The graphs below show noticeable differences. In the contiguous neighbour graph on the left (neighbours in direct contact), we can see the formation of distinct patches that are not connected to the rest of the tissue. In addition, some cells do not have any direct neighbours. In contrast, the \(k\)-nearest neighbours (\(k\)NN) graph on the right reveals that these patches tend to be connected to the rest of the structure.

R
Python

Show the code

p1 + p2

Show the code

fig, ax = plt.subplots(1, 1, figsize=(10, 10))
sq.pl.spatial_scatter(
    adata[adata.obsp["spatial_connectivities"].nonzero()[0], :],
    connectivity_key="spatial_connectivities",
    size=0.1,
    na_color="black",
    edges_color="black",
    edges_width=0.1,
    shape=None,
    library_id="spatial",
    ax=ax,
    fig=fig,
    crop_coord = (3500, 3999, 10000, 8999)
)

With a defined spatial weight matrix, one can calculate multivariate spatial metrics.
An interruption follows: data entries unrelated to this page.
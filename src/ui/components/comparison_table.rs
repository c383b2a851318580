use dioxus::prelude::*;

use crate::domain::comparison::{CellValue, RankedCell, RankedSection, PLACEHOLDER};
use crate::ui::theme;

/// Side-by-side table: one label column plus one column per compare slot.
#[component]
pub fn ComparisonTable(sections: Vec<RankedSection>, slot_count: usize) -> Element {
    rsx! {
        div { class: "comparison",
            for section in sections {
                section { class: theme::PANEL,
                    h2 { class: theme::PANEL_TITLE, "{section.title}" }
                    table { class: "{theme::TABLE} comparison-table",
                        colgroup {
                            col { class: "comparison-label-col" }
                            for _ in 0..slot_count {
                                col {}
                            }
                        }
                        tbody {
                            for row in section.rows {
                                tr {
                                    th { scope: "row", "{row.label}" }
                                    for cell in row.cells {
                                        ComparisonCell { cell }
                                    }
                                }
                            }
                        }
                    }
                }
            }
        }
    }
}

#[component]
fn ComparisonCell(cell: RankedCell) -> Element {
    let title = match cell.rank {
        Some(rank) => format!("#{rank}: {}", cell.value.display_text()),
        None => cell.value.display_text(),
    };

    rsx! {
        td { class: theme::highlight_class(cell.highlight), title: "{title}",
            match cell.value {
                CellValue::Text { text } => rsx! { span { "{text}" } },
                CellValue::Image { url, alt } => rsx! {
                    img { class: "comparison-image", src: "{url}", alt: "{alt}" }
                },
                CellValue::List { summary, items, truncated } => rsx! {
                    p { class: "list-summary", "{summary}" }
                    ul { class: "list-items",
                        for item in items {
                            li { "{item}" }
                        }
                        if truncated {
                            li { class: theme::TEXT_MUTED, "…" }
                        }
                    }
                },
                CellValue::Missing => rsx! { span { class: theme::TEXT_MUTED, "{PLACEHOLDER}" } },
            }
        }
    }
}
We will consider both global and local bivariate observations as well as local multivariate spatial metrics.

Global Measures for Bivariate Data

Global Bivariate Moran’s \(I\)

For two continous variables the global bivariate Moran’s \(I\) is defined as (Wartenberg 1985; Bivand 2022)

\[I_B = \frac{\sum_i(\sum_j{w_{ij}y_j\times x_i})}{\sum_i{x_i^2}}\]

where \(x_i\) and \(y_j\) are the two variables of interest and \(w_{ij}\) is the value of the spatial weights matrix for positions \(i\) and \(j\).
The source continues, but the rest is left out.